Allan Bowie Magruder (c. 1775 – April 16, 1822) was an American poet, historian, lawyer, and politician, who served as a United States Senator from Louisiana from September 3, 1812, to March 3, 1813.

== Early life ==
Allan Bowie Magruder was born in either Virginia or Kentucky in 1775, the son of George Frazer Magruder and Eleanor Bowie. George Frazer Magruder was a great-grandson of Alexander Magruder, a Scotsman who immigrated to Maryland as an indentured servant after being captured in the Battle of Worcester. The Magruder surname has been spelled various ways. Allan pursued an academic course in the common schools of Kentucky, and then studied law. In 1791, Allan requested Secretary of State Thomas Jefferson’s help in obtaining a clerkship in the War Treasury Department. Allan was admitted to the bar in 1796 or 1797 in Lexington, Kentucky, where he practiced law.

== Early literary career ==
Magruder was one of Kentucky’s first poets, and his poetry was published in the Kentucky Gazette from 1802 to 1803. His poetry attracted attention in the Western United States. No more than three or four of his poems survive.

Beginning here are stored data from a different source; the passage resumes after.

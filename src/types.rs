//! Core domain types for tic-tac-toe.

use crate::action::Move;
use crate::position::Position;
use serde::{Deserialize, Serialize};

/// Player in the game.
#[derive(Debug, Clone, Copy, PartialEq, Eq, Hash, Serialize, Deserialize)]
pub enum Player {
    /// Player X (goes first).
    X,
    /// Player O (goes second).
    O,
}

impl Player {
    /// Returns the opponent player.
    pub fn opponent(self) -> Self {
        match self {
            Player::X => Player::O,
            Player::O => Player::X,
        }
    }
}

impl std::fmt::Display for Player {
    fn fmt(&self, f: &mut std::fmt::Formatter<'_>) -> std::fmt::Result {
        match self {
            Player::X => write!(f, "X"),
            Player::O => write!(f, "O"),
        }
    }
}

/// A square on the tic-tac-toe board.
#[derive(Debug, Clone, Copy, PartialEq, Eq, Hash, Serialize, Deserialize)]
pub enum Square {
    /// Empty square.
    Empty,
    /// Square occupied by a player.
    Occupied(Player),
}

/// 3x3 tic-tac-toe board.
///
/// Cells are addressed by [`Position`], so an out-of-range access cannot
/// be expressed. Raw indices from the presentation layer are validated at
/// the session boundary via [`Position::from_index`].
#[derive(Debug, Clone, PartialEq, Eq, Serialize, Deserialize)]
pub struct Board {
    /// Squares in row-major order (0-8).
    squares: [Square; 9],
}

impl Board {
    /// Creates a new empty board.
    pub fn new() -> Self {
        Self {
            squares: [Square::Empty; 9],
        }
    }

    /// Gets the square at the given position.
    pub fn get(&self, pos: Position) -> Square {
        self.squares[pos.to_index()]
    }

    /// Sets the square at the given position.
    pub fn set(&mut self, pos: Position, square: Square) {
        self.squares[pos.to_index()] = square;
    }

    /// Checks if a square is empty.
    pub fn is_empty(&self, pos: Position) -> bool {
        self.get(pos) == Square::Empty
    }

    /// Clears all nine squares back to empty.
    pub fn clear(&mut self) {
        self.squares = [Square::Empty; 9];
    }

    /// Returns all squares as a slice.
    pub fn squares(&self) -> &[Square; 9] {
        &self.squares
    }

    /// Formats the board as a human-readable string.
    ///
    /// Empty squares show their cell number (1-9) so a caller can prompt
    /// for a move without extra bookkeeping.
    pub fn display(&self) -> String {
        let mut result = String::new();
        for row in 0..3 {
            for col in 0..3 {
                let pos = row * 3 + col;
                let symbol = match self.squares[pos] {
                    Square::Empty => (pos + 1).to_string(),
                    Square::Occupied(player) => player.to_string(),
                };
                result.push_str(&symbol);
                if col < 2 {
                    result.push('|');
                }
            }
            if row < 2 {
                result.push_str("\n-+-+-\n");
            }
        }
        result
    }
}

impl Default for Board {
    fn default() -> Self {
        Self::new()
    }
}

/// Current status of the game.
#[derive(Debug, Clone, Copy, PartialEq, Eq, Serialize, Deserialize)]
pub enum GameStatus {
    /// Game is ongoing.
    InProgress,
    /// Game ended in a win.
    Won(Player),
    /// Game ended in a draw.
    Draw,
}

/// Complete game state.
#[derive(Debug, Clone, PartialEq, Eq, Serialize, Deserialize)]
pub struct GameState {
    /// The board.
    board: Board,
    /// Current player to move.
    current_player: Player,
    /// Game status.
    status: GameStatus,
    /// Moves played so far, in order.
    history: Vec<Move>,
}

impl GameState {
    /// Creates a new game state with an empty board and X to move.
    pub fn new() -> Self {
        Self {
            board: Board::new(),
            current_player: Player::X,
            status: GameStatus::InProgress,
            history: Vec::new(),
        }
    }

    /// Returns the board.
    pub fn board(&self) -> &Board {
        &self.board
    }

    /// Returns the current player.
    pub fn current_player(&self) -> Player {
        self.current_player
    }

    /// Returns the game status.
    pub fn status(&self) -> GameStatus {
        self.status
    }

    /// Returns the move history.
    pub fn history(&self) -> &[Move] {
        &self.history
    }

    /// Applies a move (unchecked - use `Game::make_move` for validation).
    pub(crate) fn apply_move(&mut self, pos: Position, player: Player) {
        self.board.set(pos, Square::Occupied(player));
        self.history.push(Move::new(player, pos));
        self.current_player = player.opponent();
    }

    /// Sets the game status.
    pub(crate) fn set_status(&mut self, status: GameStatus) {
        self.status = status;
    }

    /// Restores the initial state: empty board, X to move, in progress.
    pub(crate) fn reset(&mut self) {
        self.board.clear();
        self.history.clear();
        self.current_player = Player::X;
        self.status = GameStatus::InProgress;
    }
}

impl Default for GameState {
    fn default() -> Self {
        Self::new()
    }
}
//! Game session management: the human-vs-computer interface.

use crate::action::MoveError;
use crate::game::Game;
use crate::position::Position;
use crate::search;
use crate::types::{GameStatus, Player};
use std::collections::HashMap;
use std::sync::{Arc, Mutex};
use tracing::{debug, info, instrument, warn};

/// Unique identifier for a game session.
pub type SessionId = String;

/// A human-vs-computer game session.
///
/// Owns the [`Game`] plus the role assignment: one mark belongs to the
/// human, the other to the computer. The session is the only place raw
/// cell indices enter the crate; everything behind it works in
/// [`Position`] terms.
///
/// Lifecycle: `InProgress` until a move completes a line or fills the
/// board, then finished until [`GameSession::reset`] starts over with an
/// empty board and X to move.
#[derive(Debug, Clone, PartialEq, Eq)]
pub struct GameSession {
    game: Game,
    computer: Player,
}

impl GameSession {
    /// Creates a session with the conventional roles: human plays X and
    /// moves first, computer plays O.
    #[instrument]
    pub fn new() -> Self {
        Self {
            game: Game::new(),
            computer: Player::O,
        }
    }

    /// Creates a session with the computer on the given mark.
    ///
    /// With the computer on X, call [`GameSession::request_computer_move`]
    /// before the first human move.
    #[instrument]
    pub fn with_computer_mark(computer: Player) -> Self {
        Self {
            game: Game::new(),
            computer,
        }
    }

    /// Returns the underlying game.
    pub fn game(&self) -> &Game {
        &self.game
    }

    /// Returns the computer's mark.
    pub fn computer_mark(&self) -> Player {
        self.computer
    }

    /// Returns the human's mark.
    pub fn human_mark(&self) -> Player {
        self.computer.opponent()
    }

    /// Checks whether the cell at `index` is empty.
    ///
    /// # Errors
    ///
    /// Returns [`MoveError::OutOfRange`] if `index` is not in 0-8.
    pub fn is_cell_empty(&self, index: usize) -> Result<bool, MoveError> {
        let pos = Position::from_index(index).ok_or(MoveError::OutOfRange(index))?;
        Ok(self.game.state().board().is_empty(pos))
    }

    /// Checks whether a mark could be placed at `index` right now: the
    /// index is on the board, the game is live, and the cell is empty.
    pub fn can_place(&self, index: usize) -> bool {
        Position::from_index(index)
            .map(|pos| self.game.can_place(pos))
            .unwrap_or(false)
    }

    /// Applies a human move at the given cell index.
    ///
    /// Returns the status after the move; the caller inspects it to
    /// decide whether to request the computer's reply or announce the
    /// result.
    ///
    /// # Errors
    ///
    /// - [`MoveError::OutOfRange`] if `index` is not in 0-8.
    /// - [`MoveError::WrongPlayer`] if it is the computer's turn.
    /// - [`MoveError::GameOver`] / [`MoveError::SquareOccupied`] from the
    ///   engine.
    #[instrument(skip(self))]
    pub fn submit_move(&mut self, index: usize) -> Result<GameStatus, MoveError> {
        let pos = Position::from_index(index).ok_or_else(|| {
            warn!(index, "Rejected out-of-range cell index");
            MoveError::OutOfRange(index)
        })?;

        let human = self.human_mark();
        if self.game.status() == GameStatus::InProgress
            && self.game.state().current_player() != human
        {
            warn!(%human, "Human tried to move on the computer's turn");
            return Err(MoveError::WrongPlayer(human));
        }

        let status = self.game.make_move(pos)?;
        info!(%pos, ?status, "Human move applied");
        Ok(status)
    }

    /// Computes and applies the computer's move.
    ///
    /// Returns the chosen position together with the status after the
    /// move.
    ///
    /// # Errors
    ///
    /// - [`MoveError::GameOver`] if the game has already finished.
    /// - [`MoveError::WrongPlayer`] if it is the human's turn.
    #[instrument(skip(self))]
    pub fn request_computer_move(&mut self) -> Result<(Position, GameStatus), MoveError> {
        if self.game.status() != GameStatus::InProgress {
            warn!("Computer move requested on a finished game");
            return Err(MoveError::GameOver);
        }
        if self.game.state().current_player() != self.computer {
            warn!(computer = %self.computer, "Computer move requested on the human's turn");
            return Err(MoveError::WrongPlayer(self.computer));
        }

        // An in-progress game always has an empty cell, so the selector
        // cannot come back empty-handed here.
        let pos = search::select_move(self.game.state().board(), self.computer)
            .ok_or(MoveError::GameOver)?;

        let status = self.game.make_move(pos)?;
        info!(%pos, ?status, "Computer move applied");
        Ok((pos, status))
    }

    /// Restarts the session: empty board, X to move, roles unchanged.
    #[instrument(skip(self))]
    pub fn reset(&mut self) {
        self.game.reset();
        debug!("Session reset");
    }
}

impl Default for GameSession {
    fn default() -> Self {
        Self::new()
    }
}

/// Error from session registry operations.
#[derive(Debug, Clone, PartialEq, Eq, derive_more::Display)]
pub enum SessionError {
    /// A session with this ID already exists.
    #[display("Session {} already exists", _0)]
    AlreadyExists(SessionId),

    /// No session with this ID exists.
    #[display("Session {} not found", _0)]
    NotFound(SessionId),
}

impl std::error::Error for SessionError {}

/// Manages all game sessions.
///
/// A thread-safe registry keyed by [`SessionId`], so several independent
/// boards can run side by side without any process-wide game state.
#[derive(Debug, Clone)]
pub struct SessionManager {
    sessions: Arc<Mutex<HashMap<SessionId, GameSession>>>,
}

impl SessionManager {
    /// Creates a new session manager.
    #[instrument]
    pub fn new() -> Self {
        Self {
            sessions: Arc::new(Mutex::new(HashMap::new())),
        }
    }

    /// Creates a new game session with the conventional roles.
    #[instrument(skip(self))]
    pub fn create_session(&self, id: SessionId) -> Result<SessionId, SessionError> {
        let mut sessions = self.sessions.lock().unwrap();

        if sessions.contains_key(&id) {
            warn!(session_id = %id, "Session already exists");
            return Err(SessionError::AlreadyExists(id));
        }

        sessions.insert(id.clone(), GameSession::new());
        info!(session_id = %id, "Created new session");
        Ok(id)
    }

    /// Gets a snapshot of a session by ID.
    #[instrument(skip(self))]
    pub fn get_session(&self, id: &str) -> Option<GameSession> {
        let sessions = self.sessions.lock().unwrap();
        let session = sessions.get(id).cloned();

        if session.is_none() {
            debug!(session_id = id, "Session not found");
        }

        session
    }

    /// Stores a session back under the given ID.
    #[instrument(skip(self, session))]
    pub fn update_session(&self, id: SessionId, session: GameSession) {
        let mut sessions = self.sessions.lock().unwrap();
        sessions.insert(id, session);
        debug!("Session updated");
    }

    /// Removes a session, returning it if it existed.
    #[instrument(skip(self))]
    pub fn remove_session(&self, id: &str) -> Result<GameSession, SessionError> {
        let mut sessions = self.sessions.lock().unwrap();
        sessions
            .remove(id)
            .ok_or_else(|| SessionError::NotFound(id.to_string()))
    }

    /// Lists all active session IDs.
    #[instrument(skip(self))]
    pub fn list_sessions(&self) -> Vec<SessionId> {
        let sessions = self.sessions.lock().unwrap();
        let ids: Vec<_> = sessions.keys().cloned().collect();
        debug!(count = ids.len(), "Listed sessions");
        ids
    }
}

impl Default for SessionManager {
    fn default() -> Self {
        Self::new()
    }
}
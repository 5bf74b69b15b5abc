//! Video Recorder
//!
//! Scoped-lifetime video-file writer. A [`RecordingSession`] owns an
//! `ffmpeg` child process and pipes raw YUYV frames to its stdin; ffmpeg
//! encodes MJPG into an AVI container at the path chosen when the session
//! was opened. Codec and container are opaque configuration here — the
//! panel never parses what it writes.
//!
//! Sessions are created on "start recording" and closed on "stop
//! recording" or panel shutdown, whichever comes first. `close` is
//! idempotent and also runs on drop.

use crate::video::frame::{Resolution, VideoFrame};
use std::fmt;
use std::io::{self, Write};
use std::path::{Path, PathBuf};
use std::process::{Child, ChildStdin, Command, Stdio};
use std::time::{Duration, Instant};
use tracing::{debug, info, warn};

/// How long to wait for the encoder to exit after stdin EOF before killing it
const CLOSE_WAIT: Duration = Duration::from_secs(5);

/// Poll interval while waiting for encoder exit
const CLOSE_POLL: Duration = Duration::from_millis(100);

/// MJPEG quality scale passed to the encoder (2-31, lower is better)
const MJPEG_QUALITY: &str = "3";

/// Error types for recording operations
#[derive(Debug)]
pub enum RecorderError {
    /// Frame rate of zero rejected at open time
    InvalidFrameRate(u32),
    /// The encoder binary could not be found
    EncoderMissing(PathBuf),
    /// Spawning the encoder failed
    SpawnFailed(String),
    /// Writing a frame to the encoder failed
    WriteFailed(String),
    /// The session has already been closed
    Closed,
}

impl fmt::Display for RecorderError {
    fn fmt(&self, f: &mut fmt::Formatter<'_>) -> fmt::Result {
        match self {
            RecorderError::InvalidFrameRate(fps) => {
                write!(f, "Invalid recording frame rate: {}", fps)
            }
            RecorderError::EncoderMissing(path) => {
                write!(f, "Encoder '{}' not found; install ffmpeg", path.display())
            }
            RecorderError::SpawnFailed(msg) => write!(f, "Failed to start encoder: {}", msg),
            RecorderError::WriteFailed(msg) => write!(f, "Failed to write frame: {}", msg),
            RecorderError::Closed => write!(f, "Recording session is closed"),
        }
    }
}

impl std::error::Error for RecorderError {}

/// Factory for recording sessions
#[derive(Debug, Clone)]
pub struct VideoRecorder {
    program: PathBuf,
}

impl VideoRecorder {
    /// Recorder using `ffmpeg` from PATH
    pub fn new() -> Self {
        Self::with_program("ffmpeg")
    }

    /// Recorder using an explicit encoder path (used by tests)
    pub fn with_program(program: impl Into<PathBuf>) -> Self {
        Self {
            program: program.into(),
        }
    }

    /// Open a recording session
    ///
    /// Rejects `fps == 0`; the 30 FPS fallback for an unset rate is the
    /// caller's policy, not the recorder's. Resolution is fixed for the
    /// lifetime of the session.
    pub fn open(
        &self,
        path: impl AsRef<Path>,
        fps: u32,
        resolution: Resolution,
    ) -> Result<RecordingSession, RecorderError> {
        if fps == 0 {
            return Err(RecorderError::InvalidFrameRate(fps));
        }

        let path = path.as_ref().to_path_buf();
        info!(path = %path.display(), fps, %resolution, "Starting recording session");

        let mut child = Command::new(&self.program)
            .args(["-hide_banner", "-loglevel", "error", "-y"])
            .args(["-f", "rawvideo", "-pixel_format", "yuyv422"])
            .args(["-video_size", &resolution.to_string()])
            .args(["-framerate", &fps.to_string()])
            .args(["-i", "-"])
            .args(["-vcodec", "mjpeg", "-q:v", MJPEG_QUALITY])
            .arg(&path)
            .stdin(Stdio::piped())
            .stdout(Stdio::null())
            .stderr(Stdio::null())
            .spawn()
            .map_err(|e| {
                if e.kind() == io::ErrorKind::NotFound {
                    RecorderError::EncoderMissing(self.program.clone())
                } else {
                    RecorderError::SpawnFailed(e.to_string())
                }
            })?;

        let stdin = child
            .stdin
            .take()
            .ok_or_else(|| RecorderError::SpawnFailed("encoder stdin unavailable".into()))?;

        Ok(RecordingSession {
            path,
            fps,
            resolution,
            child: Some(child),
            stdin: Some(stdin),
            frames_written: 0,
        })
    }
}

impl Default for VideoRecorder {
    fn default() -> Self {
        Self::new()
    }
}

/// An active recording
///
/// Frames must match the resolution and pixel format fixed at open time;
/// the session pipes them through without inspecting them.
pub struct RecordingSession {
    path: PathBuf,
    fps: u32,
    resolution: Resolution,
    child: Option<Child>,
    stdin: Option<ChildStdin>,
    frames_written: u64,
}

impl RecordingSession {
    /// Append one frame to the recording
    pub fn write(&mut self, frame: &VideoFrame) -> Result<(), RecorderError> {
        let stdin = self.stdin.as_mut().ok_or(RecorderError::Closed)?;
        stdin
            .write_all(&frame.data)
            .map_err(|e| RecorderError::WriteFailed(e.to_string()))?;
        self.frames_written += 1;
        Ok(())
    }

    /// Close the session, flushing and finalizing the file
    ///
    /// Idempotent: calling it on an already-closed session is a no-op.
    /// Sends EOF, waits a bounded time for the encoder to exit, then
    /// kills it if it will not.
    pub fn close(&mut self) {
        // Dropping stdin sends EOF; ffmpeg finalizes the container.
        if let Some(stdin) = self.stdin.take() {
            drop(stdin);
        }

        let Some(mut child) = self.child.take() else {
            return;
        };

        let deadline = Instant::now() + CLOSE_WAIT;
        loop {
            match child.try_wait() {
                Ok(Some(status)) => {
                    info!(
                        path = %self.path.display(),
                        frames = self.frames_written,
                        %status,
                        "Recording session closed"
                    );
                    return;
                }
                Ok(None) if Instant::now() < deadline => {
                    std::thread::sleep(CLOSE_POLL);
                }
                Ok(None) => {
                    warn!(path = %self.path.display(), "Encoder did not exit, killing it");
                    let _ = child.kill();
                    let _ = child.wait();
                    return;
                }
                Err(e) => {
                    warn!(error = %e, "Failed to reap encoder");
                    return;
                }
            }
        }
    }

    /// Whether the session can still accept frames
    pub fn is_open(&self) -> bool {
        self.stdin.is_some()
    }

    /// Output file path
    pub fn path(&self) -> &Path {
        &self.path
    }

    /// Target frame rate fixed at open time
    pub fn fps(&self) -> u32 {
        self.fps
    }

    /// Resolution fixed at open time
    pub fn resolution(&self) -> Resolution {
        self.resolution
    }

    /// Frames successfully handed to the encoder
    pub fn frames_written(&self) -> u64 {
        self.frames_written
    }
}

impl Drop for RecordingSession {
    fn drop(&mut self) {
        if self.child.is_some() {
            debug!(path = %self.path.display(), "Closing recording session on drop");
        }
        self.close();
    }
}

Magruder, also a historian, wrote an essay titled The Character of Thomas Jefferson in 1800, first appearing in the Kentucky Gazette. It was widely reprinted, and, in 1803, reappeared in a Kentucky periodical called The Medley. Magruder authored a 150-page volume titled Reflections on the Late Cessions of Louisiana to the United States in 1803. In his work, which he dedicated to President Jefferson, Magruder “described the political, agricultural, and commercial advantages of Louisiana,” and the future of the newly acquired territory's economic development. Some views Magruder expressed in his work include the relocation of Native Americans, as well as the colonization of freed African-Americans. In his work, Magruder also expressed his belief that Cuba would one day be under the control of the United States. Magruder sent his work to Jefferson, as evidenced by a letter he wrote to him before February 7, 1804:

From Allan B. Magruder

Lexington, Kentucky—[before 7 Feb. 1804]

Sir,

It is with great diffidence that I have taken the liberty to send you a Series of Reflections on the late Cession of Louisiana, to the United States. They were digested and Commit [sic] to paper, last Summer, during the pendancy of that Negociation of Which, you are the parent; & Which, in its Ultimate issue, has added the most important advantages to our Country.—

Be so obliging, therefore, as to accept the pamphlet, Which I have the honor to send you. It is a Small testimony of the Sincere devotion I feel for an administration, Which, in every respect, Comports with the true genius & felicity of the American Nation.—

I am, Sir, with great respect, your mo: Ob Sevt

Allan B. Magruder

Magruder next considered the possibility of writing a history of the Indian Wars. His book plan was highly publicized, and Magruder obtained material for the work. Magruder and President Jefferson are known to have corresponded on this subject. Simultaneously, Magruder also considered writing, and collected material for, a history of Kentucky. Magruder also considered writing a biography of George Rogers Clark.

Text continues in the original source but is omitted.